##### DATA

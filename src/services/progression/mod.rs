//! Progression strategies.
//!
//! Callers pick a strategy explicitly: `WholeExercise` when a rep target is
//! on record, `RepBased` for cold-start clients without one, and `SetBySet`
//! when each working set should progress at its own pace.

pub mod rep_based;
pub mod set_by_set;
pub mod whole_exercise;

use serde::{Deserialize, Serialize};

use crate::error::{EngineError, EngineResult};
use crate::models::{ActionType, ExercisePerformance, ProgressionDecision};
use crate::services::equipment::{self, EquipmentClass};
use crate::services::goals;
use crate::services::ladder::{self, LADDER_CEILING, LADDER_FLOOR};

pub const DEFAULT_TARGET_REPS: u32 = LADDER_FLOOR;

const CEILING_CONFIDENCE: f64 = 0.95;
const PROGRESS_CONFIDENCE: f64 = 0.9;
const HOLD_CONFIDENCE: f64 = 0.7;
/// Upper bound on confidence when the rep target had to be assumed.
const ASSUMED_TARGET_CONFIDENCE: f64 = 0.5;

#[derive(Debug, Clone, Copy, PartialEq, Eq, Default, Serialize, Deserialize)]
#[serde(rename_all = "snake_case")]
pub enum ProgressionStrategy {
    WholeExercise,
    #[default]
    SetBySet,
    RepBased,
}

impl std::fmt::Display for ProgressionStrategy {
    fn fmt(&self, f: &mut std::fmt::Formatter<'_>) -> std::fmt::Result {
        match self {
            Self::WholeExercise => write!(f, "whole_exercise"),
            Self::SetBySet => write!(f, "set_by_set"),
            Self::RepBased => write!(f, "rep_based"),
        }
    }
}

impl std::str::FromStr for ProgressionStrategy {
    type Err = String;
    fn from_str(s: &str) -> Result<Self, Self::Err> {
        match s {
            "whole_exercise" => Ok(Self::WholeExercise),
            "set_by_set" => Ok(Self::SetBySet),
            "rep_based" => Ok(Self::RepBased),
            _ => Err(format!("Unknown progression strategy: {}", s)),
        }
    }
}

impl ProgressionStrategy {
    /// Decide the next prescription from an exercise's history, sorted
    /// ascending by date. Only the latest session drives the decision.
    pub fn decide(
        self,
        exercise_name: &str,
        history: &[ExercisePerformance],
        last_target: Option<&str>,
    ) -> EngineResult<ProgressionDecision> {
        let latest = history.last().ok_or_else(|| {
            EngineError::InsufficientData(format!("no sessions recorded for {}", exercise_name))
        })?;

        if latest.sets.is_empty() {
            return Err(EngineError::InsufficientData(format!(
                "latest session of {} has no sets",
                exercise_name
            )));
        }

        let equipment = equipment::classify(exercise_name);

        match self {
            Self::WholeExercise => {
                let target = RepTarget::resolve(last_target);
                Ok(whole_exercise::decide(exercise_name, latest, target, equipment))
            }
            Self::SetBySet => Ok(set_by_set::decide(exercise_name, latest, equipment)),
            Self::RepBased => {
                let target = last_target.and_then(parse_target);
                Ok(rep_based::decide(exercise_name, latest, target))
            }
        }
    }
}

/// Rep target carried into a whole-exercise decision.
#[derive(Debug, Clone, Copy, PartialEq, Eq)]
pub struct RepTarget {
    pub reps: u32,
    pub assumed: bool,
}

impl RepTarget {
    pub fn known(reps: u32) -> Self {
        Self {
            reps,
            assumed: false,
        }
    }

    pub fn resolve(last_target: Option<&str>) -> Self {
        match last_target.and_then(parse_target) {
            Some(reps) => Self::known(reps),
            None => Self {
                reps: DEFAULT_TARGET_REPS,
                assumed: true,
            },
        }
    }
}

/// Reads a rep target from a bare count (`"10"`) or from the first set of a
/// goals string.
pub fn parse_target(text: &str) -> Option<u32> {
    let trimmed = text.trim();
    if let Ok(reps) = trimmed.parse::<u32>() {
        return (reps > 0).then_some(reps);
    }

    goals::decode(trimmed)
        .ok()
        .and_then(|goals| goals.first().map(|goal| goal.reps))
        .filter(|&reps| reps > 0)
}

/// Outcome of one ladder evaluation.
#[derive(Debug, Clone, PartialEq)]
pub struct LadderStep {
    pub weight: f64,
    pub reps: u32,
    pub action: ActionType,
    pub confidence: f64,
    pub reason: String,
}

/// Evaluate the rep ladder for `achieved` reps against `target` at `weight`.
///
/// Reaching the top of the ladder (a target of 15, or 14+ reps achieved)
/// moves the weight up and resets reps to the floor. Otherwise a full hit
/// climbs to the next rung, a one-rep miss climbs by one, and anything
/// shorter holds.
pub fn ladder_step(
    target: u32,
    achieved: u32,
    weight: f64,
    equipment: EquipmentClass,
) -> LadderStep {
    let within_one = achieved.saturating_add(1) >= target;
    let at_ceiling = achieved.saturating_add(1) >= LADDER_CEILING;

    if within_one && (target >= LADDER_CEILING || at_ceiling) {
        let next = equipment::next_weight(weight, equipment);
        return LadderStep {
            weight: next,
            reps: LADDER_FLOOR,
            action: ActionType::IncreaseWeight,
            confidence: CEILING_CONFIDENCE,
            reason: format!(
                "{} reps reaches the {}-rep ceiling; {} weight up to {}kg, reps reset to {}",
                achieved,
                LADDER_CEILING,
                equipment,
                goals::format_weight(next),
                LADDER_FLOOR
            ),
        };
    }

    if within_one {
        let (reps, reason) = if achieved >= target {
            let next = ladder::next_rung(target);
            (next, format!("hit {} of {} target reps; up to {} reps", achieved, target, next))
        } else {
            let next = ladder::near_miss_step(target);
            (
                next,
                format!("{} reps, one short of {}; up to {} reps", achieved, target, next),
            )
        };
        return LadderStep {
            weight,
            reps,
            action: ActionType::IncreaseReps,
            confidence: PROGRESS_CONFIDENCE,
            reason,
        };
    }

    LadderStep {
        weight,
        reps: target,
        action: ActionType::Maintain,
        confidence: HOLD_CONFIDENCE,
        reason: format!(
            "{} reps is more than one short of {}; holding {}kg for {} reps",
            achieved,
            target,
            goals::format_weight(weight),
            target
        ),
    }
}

##########
##### DATA

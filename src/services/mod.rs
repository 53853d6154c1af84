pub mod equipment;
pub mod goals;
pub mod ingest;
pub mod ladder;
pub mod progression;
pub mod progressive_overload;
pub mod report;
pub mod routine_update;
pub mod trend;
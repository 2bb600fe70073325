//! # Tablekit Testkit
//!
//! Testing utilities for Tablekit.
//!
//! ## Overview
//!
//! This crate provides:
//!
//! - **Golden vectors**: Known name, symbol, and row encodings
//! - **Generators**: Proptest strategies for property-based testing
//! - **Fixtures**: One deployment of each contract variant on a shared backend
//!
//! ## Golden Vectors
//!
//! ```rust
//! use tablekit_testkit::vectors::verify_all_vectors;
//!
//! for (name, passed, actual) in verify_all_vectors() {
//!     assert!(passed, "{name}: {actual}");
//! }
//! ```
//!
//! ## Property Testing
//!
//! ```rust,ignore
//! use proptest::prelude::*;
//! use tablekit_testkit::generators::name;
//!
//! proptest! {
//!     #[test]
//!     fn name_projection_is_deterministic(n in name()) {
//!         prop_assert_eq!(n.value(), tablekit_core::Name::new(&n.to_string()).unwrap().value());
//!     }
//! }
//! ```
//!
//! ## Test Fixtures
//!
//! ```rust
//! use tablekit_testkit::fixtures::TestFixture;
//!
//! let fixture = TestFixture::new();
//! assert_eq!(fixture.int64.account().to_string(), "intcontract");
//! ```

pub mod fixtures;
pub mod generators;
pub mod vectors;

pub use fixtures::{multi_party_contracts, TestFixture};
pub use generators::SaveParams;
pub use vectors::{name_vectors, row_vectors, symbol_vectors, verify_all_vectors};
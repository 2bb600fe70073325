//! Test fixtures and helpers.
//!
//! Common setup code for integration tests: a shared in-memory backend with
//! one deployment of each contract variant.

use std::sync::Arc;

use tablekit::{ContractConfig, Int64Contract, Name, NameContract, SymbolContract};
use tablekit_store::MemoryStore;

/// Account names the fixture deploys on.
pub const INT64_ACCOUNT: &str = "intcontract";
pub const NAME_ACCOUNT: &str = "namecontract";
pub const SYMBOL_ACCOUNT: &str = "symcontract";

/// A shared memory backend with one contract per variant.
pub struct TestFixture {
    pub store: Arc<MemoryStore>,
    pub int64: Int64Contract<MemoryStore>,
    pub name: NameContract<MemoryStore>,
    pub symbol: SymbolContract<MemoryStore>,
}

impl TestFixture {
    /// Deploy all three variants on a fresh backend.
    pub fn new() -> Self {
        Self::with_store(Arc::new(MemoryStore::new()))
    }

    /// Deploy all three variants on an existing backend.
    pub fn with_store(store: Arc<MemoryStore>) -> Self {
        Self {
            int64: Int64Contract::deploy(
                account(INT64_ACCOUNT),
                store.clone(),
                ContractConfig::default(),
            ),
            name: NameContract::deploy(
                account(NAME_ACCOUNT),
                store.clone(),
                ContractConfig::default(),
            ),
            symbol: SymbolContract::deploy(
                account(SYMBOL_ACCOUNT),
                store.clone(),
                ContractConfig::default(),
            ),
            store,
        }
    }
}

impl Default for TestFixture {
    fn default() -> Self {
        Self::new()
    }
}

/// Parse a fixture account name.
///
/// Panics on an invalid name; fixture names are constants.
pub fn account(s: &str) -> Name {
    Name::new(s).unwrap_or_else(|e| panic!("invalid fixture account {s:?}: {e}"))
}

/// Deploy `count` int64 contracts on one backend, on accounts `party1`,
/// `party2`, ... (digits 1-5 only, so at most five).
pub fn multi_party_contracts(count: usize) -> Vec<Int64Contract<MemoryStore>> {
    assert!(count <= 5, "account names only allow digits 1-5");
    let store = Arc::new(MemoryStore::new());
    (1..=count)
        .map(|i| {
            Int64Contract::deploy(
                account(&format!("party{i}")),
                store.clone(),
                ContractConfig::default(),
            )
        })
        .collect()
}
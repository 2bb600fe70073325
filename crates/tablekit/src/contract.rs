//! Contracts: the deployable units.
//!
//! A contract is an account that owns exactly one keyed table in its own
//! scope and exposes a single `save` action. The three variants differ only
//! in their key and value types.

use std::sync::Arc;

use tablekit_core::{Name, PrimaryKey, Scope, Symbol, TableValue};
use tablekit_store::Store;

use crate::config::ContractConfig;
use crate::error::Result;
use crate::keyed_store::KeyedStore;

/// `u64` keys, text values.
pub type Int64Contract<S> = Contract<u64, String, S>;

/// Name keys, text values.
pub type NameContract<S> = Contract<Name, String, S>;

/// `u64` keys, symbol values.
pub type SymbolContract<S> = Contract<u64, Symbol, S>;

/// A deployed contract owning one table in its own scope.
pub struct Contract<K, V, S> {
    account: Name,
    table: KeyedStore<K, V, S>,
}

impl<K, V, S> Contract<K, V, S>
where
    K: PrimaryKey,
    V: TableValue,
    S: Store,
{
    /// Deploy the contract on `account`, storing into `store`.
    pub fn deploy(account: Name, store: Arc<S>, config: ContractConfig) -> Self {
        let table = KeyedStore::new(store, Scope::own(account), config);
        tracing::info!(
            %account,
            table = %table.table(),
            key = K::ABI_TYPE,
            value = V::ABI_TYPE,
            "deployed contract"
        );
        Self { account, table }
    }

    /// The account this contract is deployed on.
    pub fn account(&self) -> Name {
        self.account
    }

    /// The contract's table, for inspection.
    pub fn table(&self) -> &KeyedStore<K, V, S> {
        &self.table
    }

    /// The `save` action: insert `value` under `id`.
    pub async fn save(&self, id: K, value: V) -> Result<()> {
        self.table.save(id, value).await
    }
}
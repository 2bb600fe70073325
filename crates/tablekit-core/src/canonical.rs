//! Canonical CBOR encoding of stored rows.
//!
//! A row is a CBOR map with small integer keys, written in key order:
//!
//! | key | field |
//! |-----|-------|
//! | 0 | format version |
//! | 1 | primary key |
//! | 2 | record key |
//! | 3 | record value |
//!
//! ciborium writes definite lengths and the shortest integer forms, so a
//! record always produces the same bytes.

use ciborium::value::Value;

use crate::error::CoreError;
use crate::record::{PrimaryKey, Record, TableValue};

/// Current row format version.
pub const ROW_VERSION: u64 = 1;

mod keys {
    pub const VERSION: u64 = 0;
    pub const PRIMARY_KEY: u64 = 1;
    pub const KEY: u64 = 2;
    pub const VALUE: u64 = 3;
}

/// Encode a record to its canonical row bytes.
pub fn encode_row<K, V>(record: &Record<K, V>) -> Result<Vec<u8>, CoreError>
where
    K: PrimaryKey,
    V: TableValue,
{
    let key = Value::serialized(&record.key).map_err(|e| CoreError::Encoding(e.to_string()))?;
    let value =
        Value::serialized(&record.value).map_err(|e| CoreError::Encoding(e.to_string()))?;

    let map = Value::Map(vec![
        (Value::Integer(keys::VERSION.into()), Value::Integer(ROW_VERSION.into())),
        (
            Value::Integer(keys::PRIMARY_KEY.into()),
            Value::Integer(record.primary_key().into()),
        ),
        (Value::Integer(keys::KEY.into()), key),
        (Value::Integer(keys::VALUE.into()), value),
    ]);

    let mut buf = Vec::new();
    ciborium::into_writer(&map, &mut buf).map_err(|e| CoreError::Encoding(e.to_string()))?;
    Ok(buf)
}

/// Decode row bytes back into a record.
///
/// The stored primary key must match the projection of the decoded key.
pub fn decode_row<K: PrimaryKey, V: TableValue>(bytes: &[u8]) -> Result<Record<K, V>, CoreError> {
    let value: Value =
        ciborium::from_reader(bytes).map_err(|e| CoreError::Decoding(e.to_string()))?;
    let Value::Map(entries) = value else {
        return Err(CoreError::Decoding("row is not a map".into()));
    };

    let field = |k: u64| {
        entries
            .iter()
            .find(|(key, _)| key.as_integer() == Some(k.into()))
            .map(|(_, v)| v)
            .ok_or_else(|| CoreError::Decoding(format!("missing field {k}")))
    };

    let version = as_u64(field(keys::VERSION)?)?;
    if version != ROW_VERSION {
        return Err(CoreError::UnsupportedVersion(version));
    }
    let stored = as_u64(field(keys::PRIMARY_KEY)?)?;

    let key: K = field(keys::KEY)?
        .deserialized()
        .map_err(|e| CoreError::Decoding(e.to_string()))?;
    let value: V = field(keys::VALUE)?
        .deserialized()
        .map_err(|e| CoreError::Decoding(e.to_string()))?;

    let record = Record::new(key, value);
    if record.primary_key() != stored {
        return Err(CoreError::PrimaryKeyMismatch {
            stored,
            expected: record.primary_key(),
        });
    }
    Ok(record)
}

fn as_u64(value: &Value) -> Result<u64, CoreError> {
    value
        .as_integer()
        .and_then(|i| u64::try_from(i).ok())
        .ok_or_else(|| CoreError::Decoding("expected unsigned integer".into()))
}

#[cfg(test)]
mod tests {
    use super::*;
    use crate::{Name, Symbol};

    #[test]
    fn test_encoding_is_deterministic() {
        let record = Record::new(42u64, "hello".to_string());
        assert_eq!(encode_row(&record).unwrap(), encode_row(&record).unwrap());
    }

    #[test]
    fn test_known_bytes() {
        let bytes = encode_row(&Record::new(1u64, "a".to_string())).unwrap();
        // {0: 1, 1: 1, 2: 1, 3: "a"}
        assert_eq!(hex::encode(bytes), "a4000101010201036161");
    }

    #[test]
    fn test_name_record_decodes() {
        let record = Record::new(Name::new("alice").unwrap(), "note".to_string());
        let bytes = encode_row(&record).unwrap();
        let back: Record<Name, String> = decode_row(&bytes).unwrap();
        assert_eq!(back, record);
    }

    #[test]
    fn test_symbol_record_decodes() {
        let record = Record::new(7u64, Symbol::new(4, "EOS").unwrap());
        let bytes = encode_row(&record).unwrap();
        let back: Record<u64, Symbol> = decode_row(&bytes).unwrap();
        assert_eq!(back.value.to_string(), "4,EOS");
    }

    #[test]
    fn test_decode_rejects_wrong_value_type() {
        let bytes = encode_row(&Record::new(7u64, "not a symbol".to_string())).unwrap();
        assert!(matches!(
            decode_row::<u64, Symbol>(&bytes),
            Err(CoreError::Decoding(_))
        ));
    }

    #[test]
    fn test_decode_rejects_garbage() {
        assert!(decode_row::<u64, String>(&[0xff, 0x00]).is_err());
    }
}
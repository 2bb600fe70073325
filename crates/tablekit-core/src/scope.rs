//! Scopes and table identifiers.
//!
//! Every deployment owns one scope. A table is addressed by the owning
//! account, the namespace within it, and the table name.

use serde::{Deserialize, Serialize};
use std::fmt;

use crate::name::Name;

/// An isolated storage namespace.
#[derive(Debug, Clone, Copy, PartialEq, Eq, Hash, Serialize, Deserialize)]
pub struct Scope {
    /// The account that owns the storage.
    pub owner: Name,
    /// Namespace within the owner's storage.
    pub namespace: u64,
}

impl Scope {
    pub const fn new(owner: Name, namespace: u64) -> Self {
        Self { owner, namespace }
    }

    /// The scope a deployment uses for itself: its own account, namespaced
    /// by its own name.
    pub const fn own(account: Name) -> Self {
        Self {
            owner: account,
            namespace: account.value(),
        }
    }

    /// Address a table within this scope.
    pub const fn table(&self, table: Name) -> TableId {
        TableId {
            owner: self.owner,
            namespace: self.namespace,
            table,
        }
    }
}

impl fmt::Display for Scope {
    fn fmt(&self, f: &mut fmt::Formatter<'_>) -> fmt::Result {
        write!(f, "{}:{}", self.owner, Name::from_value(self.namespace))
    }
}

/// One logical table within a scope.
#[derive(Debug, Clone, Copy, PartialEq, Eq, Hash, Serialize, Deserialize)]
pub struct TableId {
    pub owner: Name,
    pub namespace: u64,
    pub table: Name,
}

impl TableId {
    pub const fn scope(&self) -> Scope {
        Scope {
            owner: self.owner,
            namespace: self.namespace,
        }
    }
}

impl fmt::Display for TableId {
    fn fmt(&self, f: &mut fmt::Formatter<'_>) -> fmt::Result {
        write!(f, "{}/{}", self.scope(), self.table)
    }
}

##########

Out of the data above, set down the lines from the one with "filename src/services/progression/mod.rs" to the one with "to be assumed.", both included, exactly as written and with no additions.

filename src/services/progression/mod.rs
//! Progression strategies.
//!
//! Callers pick a strategy explicitly: `WholeExercise` when a rep target is
//! on record, `RepBased` for cold-start clients without one, and `SetBySet`
//! when each working set should progress at its own pace.

pub mod rep_based;
pub mod set_by_set;
pub mod whole_exercise;

use serde::{Deserialize, Serialize};

use crate::error::{EngineError, EngineResult};
use crate::models::{ActionType, ExercisePerformance, ProgressionDecision};
use crate::services::equipment::{self, EquipmentClass};
use crate::services::goals;
use crate::services::ladder::{self, LADDER_CEILING, LADDER_FLOOR};

pub const DEFAULT_TARGET_REPS: u32 = LADDER_FLOOR;

const CEILING_CONFIDENCE: f64 = 0.95;
const PROGRESS_CONFIDENCE: f64 = 0.9;
const HOLD_CONFIDENCE: f64 = 0.7;
/// Upper bound on confidence when the rep target had to be assumed.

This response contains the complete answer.